The next year was our rebuilding year. Mostly thanks to Andy sitting me down, telling me to stop blubbering, and reminding me that family has very little to do with the blood between us, and more to do with the love shared. I am paraphrasing, he was way less elegant, mostly screaming “fuck them, we got this” and throwing boxes of Kleenex at me. And he was so right. We had amazing friends who loved us and our children, that was what family was. So when the holidays hit, I no longer felt lonely and left out, and instead was getting my merry back. We sent out Christmas cards, threw holidays parties, and felt included and cared for by people we never thought to lean on before.
We also made new traditions. Christmas Eve, a night previously spent at a relative’s house having dinner and watching the little ones open gifts, was now spent at home. We give the kids special Christmas Eve boxes filled with new pajamas, slippers, mugs for hot chocolate, a new board game, and special paper and markers to write their notes to Sanata. We then all change into our new pjs, eat homemade fried rice on the couch and watch Christmas movies and play games together, just us.

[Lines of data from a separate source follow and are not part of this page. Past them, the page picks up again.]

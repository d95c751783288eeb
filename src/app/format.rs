use time::macros::format_description;
use time::OffsetDateTime;

/// Long form for the note screen, e.g. `Oct 16, 2026 at 14:05`.
pub fn format_last_modified(epoch: i64) -> String {
    let format = format_description!(
        "[month repr:short] [day padding:none], [year] at [hour]:[minute]"
    );
    OffsetDateTime::from_unix_timestamp(epoch)
        .ok()
        .and_then(|dt| dt.format(&format).ok())
        .unwrap_or_else(|| epoch.to_string())
}

/// Short form for grid cards, e.g. `Oct 16`.
pub fn format_card_date(epoch: i64) -> String {
    let format = format_description!("[month repr:short] [day padding:none]");
    OffsetDateTime::from_unix_timestamp(epoch)
        .ok()
        .and_then(|dt| dt.format(&format).ok())
        .unwrap_or_else(|| epoch.to_string())
}

#[cfg(test)]
mod tests {
    use super::*;

    #[test]
    fn missing_note_timestamp_renders_epoch_start() {
        assert_eq!(format_last_modified(0), "Jan 1, 1970 at 00:00");
    }

    #[test]
    fn formats_card_and_long_dates() {
        // 2026-10-16T14:05:00Z
        let epoch = 1_792_159_500;
        assert_eq!(format_card_date(epoch), "Oct 16");
        assert_eq!(format_last_modified(epoch), "Oct 16, 2026 at 14:05");
    }

    #[test]
    fn out_of_range_epoch_falls_back_to_number() {
        assert_eq!(format_card_date(i64::MAX), i64::MAX.to_string());
    }
}
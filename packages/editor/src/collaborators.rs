//! # External Collaborators
//!
//! Narrow interfaces to the parts of the application this engine does not own:
//! the committed (last saved) document, the persistence layer, the content
//! generator, and chart widgets. Each trait ships with an in-memory
//! implementation for tests and embedding.

use std::collections::{HashMap, HashSet};
use std::sync::atomic::{AtomicBool, AtomicUsize, Ordering};
use std::sync::{Arc, Mutex, RwLock};

use deckhand_common::Component;

use crate::errors::PersistenceError;

/// Batch of `(slide_id, components)` pairs handed to persistence
pub type FlushBatch = Vec<(String, Vec<Component>)>;

/// Source of last-committed slide content
pub trait CommittedSource: Send + Sync {
    /// Components of a committed slide, or `None` if the slide is unknown
    fn load(&self, slide_id: &str) -> Option<Vec<Arc<Component>>>;
}

/// Durable save of final slide content. Called once per session exit.
pub trait PersistenceSink: Send + Sync {
    fn flush(&self, batch: FlushBatch) -> Result<(), PersistenceError>;
}

/// Whether an external generator is still populating a slide
pub trait GenerationStatus: Send + Sync {
    fn is_generating(&self, slide_id: &str) -> bool;
}

/// Chart widgets keep their own per-component state outside the draft
pub trait ChartTracker: Send {
    fn detach(&mut self, slide_id: &str, component_id: &str);
}

/// In-memory committed document. Also accepts flushes, so a commit round
/// trips back into what the next session loads.
#[derive(Debug, Default)]
pub struct CommittedDeck {
    slides: RwLock<HashMap<String, Vec<Arc<Component>>>>,
    flushes: AtomicUsize,
}

impl CommittedDeck {
    pub fn new() -> Self {
        Self::default()
    }

    /// Builder-style slide insertion
    pub fn with_slide(self, slide_id: impl Into<String>, components: Vec<Component>) -> Self {
        self.set_slide(slide_id, components);
        self
    }

    pub fn set_slide(&self, slide_id: impl Into<String>, components: Vec<Component>) {
        let components = components.into_iter().map(Arc::new).collect();
        self.slides
            .write()
            .unwrap_or_else(|e| e.into_inner())
            .insert(slide_id.into(), components);
    }

    /// Number of flushes received so far
    pub fn flush_count(&self) -> usize {
        self.flushes.load(Ordering::SeqCst)
    }
}

impl CommittedSource for CommittedDeck {
    fn load(&self, slide_id: &str) -> Option<Vec<Arc<Component>>> {
        self.slides
            .read()
            .unwrap_or_else(|e| e.into_inner())
            .get(slide_id)
            .cloned()
    }
}

impl PersistenceSink for CommittedDeck {
    fn flush(&self, batch: FlushBatch) -> Result<(), PersistenceError> {
        for (slide_id, components) in batch {
            self.set_slide(slide_id, components);
        }
        self.flushes.fetch_add(1, Ordering::SeqCst);
        Ok(())
    }
}

/// Set of slides currently being populated by a generator
#[derive(Debug, Default)]
pub struct GenerationFlags {
    slides: RwLock<HashSet<String>>,
}

impl GenerationFlags {
    pub fn new() -> Self {
        Self::default()
    }

    pub fn begin(&self, slide_id: impl Into<String>) {
        self.slides
            .write()
            .unwrap_or_else(|e| e.into_inner())
            .insert(slide_id.into());
    }

    pub fn finish(&self, slide_id: &str) {
        self.slides
            .write()
            .unwrap_or_else(|e| e.into_inner())
            .remove(slide_id);
    }
}

impl GenerationStatus for GenerationFlags {
    fn is_generating(&self, slide_id: &str) -> bool {
        self.slides
            .read()
            .unwrap_or_else(|e| e.into_inner())
            .contains(slide_id)
    }
}

/// Sink that keeps every batch it receives. Can be switched to reject
/// flushes for exercising failure paths.
#[derive(Debug, Default)]
pub struct MemorySink {
    batches: Mutex<Vec<FlushBatch>>,
    reject: AtomicBool,
}

impl MemorySink {
    pub fn new() -> Self {
        Self::default()
    }

    pub fn set_rejecting(&self, reject: bool) {
        self.reject.store(reject, Ordering::SeqCst);
    }

    pub fn batches(&self) -> Vec<FlushBatch> {
        self.batches.lock().unwrap_or_else(|e| e.into_inner()).clone()
    }
}

impl PersistenceSink for MemorySink {
    fn flush(&self, batch: FlushBatch) -> Result<(), PersistenceError> {
        if self.reject.load(Ordering::SeqCst) {
            return Err(PersistenceError::new("sink is rejecting writes"));
        }
        self.batches
            .lock()
            .unwrap_or_else(|e| e.into_inner())
            .push(batch);
        Ok(())
    }
}

/// Chart tracker for hosts without chart widgets
#[derive(Debug, Default)]
pub struct NoChartTracking;

impl ChartTracker for NoChartTracking {
    fn detach(&mut self, _slide_id: &str, _component_id: &str) {}
}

Christmas Day in the past was spent hurrying through gifts in the morning before taking off for another holiday tour of relatives. Now we gather around the tree eating pancakes and unwrapping gifts at our own pace. Later in the day, my parents, brother and sister-in-law and other family-orphaned friends come over. We eat more food, play games and let the children play with their spoils upstairs as we relax in the living room laughing over bourbon slushies and Monty Python movies. We’re together because we chose to be.
It wasn’t elegant or traditional, but it was happy. For the very first time we were conscious of the time we were spending together. It was no longer time spent in the car schlepping kids around and being pissed on the ride home because someone said something shitty at the dinner table. It wasn’t being nice to someone’s face or whisper screaming at your kid in your Aunt’s bathroom because they were tired and tantrumy. The holiday was suddenly meaningful, and we decided right then, we were never going back.
For us, the only way to have a happy family Christmas was to stop inviting our family to Christmas. We had to realize that feeling hurt and horrible was not how family was supposed to work. If you are leaving every family gathering upset and stressed and scared that people hate you because think that attending is some sort of obligation you have for being birthed into a certain bloodline, it’s not. You are not obligated to surround yourself with people who feel like they have a bounty on your happiness.
You do, however, have the right as an adult to chose who you surround yourself with, and you have a responsibility as a parent to make sure the people who gather around your children are people who lift up and love them, every part of them, even the parts that come from you.
Happy Holidays to you all, in whatever form that comes!